> [Your assignment]:
Retype each line below without a single alteration.

(Stored data)
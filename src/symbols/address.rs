use std::num::NonZeroUsize;

/// An opaque host address for a loaded symbol, always pointing into an RWX
/// page region owned by some [`crate::loader::LoadedModule`].
///
/// Keeping this a newtype instead of a bare `usize` confines the
/// pointer-casting unsafety to [`crate::loader::LoadedModule::function_pointer`]
/// and to construction at load time, rather than letting raw addresses
/// circulate through the symbol table and publisher.
#[derive(Debug, Clone, Copy, PartialEq, Eq, Hash)]
pub struct SymbolAddress(NonZeroUsize);

impl SymbolAddress {
    /// Builds a `SymbolAddress` from a raw host pointer value, or `None` if
    /// it's null (mirrors a not-present OELF field: `st_value == 0`, a
    /// zero `DT_INIT`, etc).
    pub fn new(raw: usize) -> Option<Self> {
        NonZeroUsize::new(raw).map(SymbolAddress)
    }

    pub fn get(self) -> usize {
        self.0.get()
    }
}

> [Exercise answer]:
filename src/symbols/address.rs
use std::num::NonZeroUsize;

/// An opaque host address for a loaded symbol, always pointing into an RWX
/// page region owned by some [`crate::loader::LoadedModule`].
///
/// Keeping this a newtype instead of a bare `usize` confines the
/// pointer-casting unsafety to [`crate::loader::LoadedModule::function_pointer`]
/// and to construction at load time, rather than letting raw addresses
/// circulate through the symbol table and publisher.
#[derive(Debug, Clone, Copy, PartialEq, Eq, Hash)]
pub struct SymbolAddress(NonZeroUsize);

impl SymbolAddress {
    /// Builds a `SymbolAddress` from a raw host pointer value, or `None` if
    /// it's null (mirrors a not-present OELF field: `st_value == 0`, a
    /// zero `DT_INIT`, etc).
    pub fn new(raw: usize) -> Option<Self> {
        NonZeroUsize::new(raw).map(SymbolAddress)
    }

    pub fn get(self) -> usize {
        self.0.get()
    }
}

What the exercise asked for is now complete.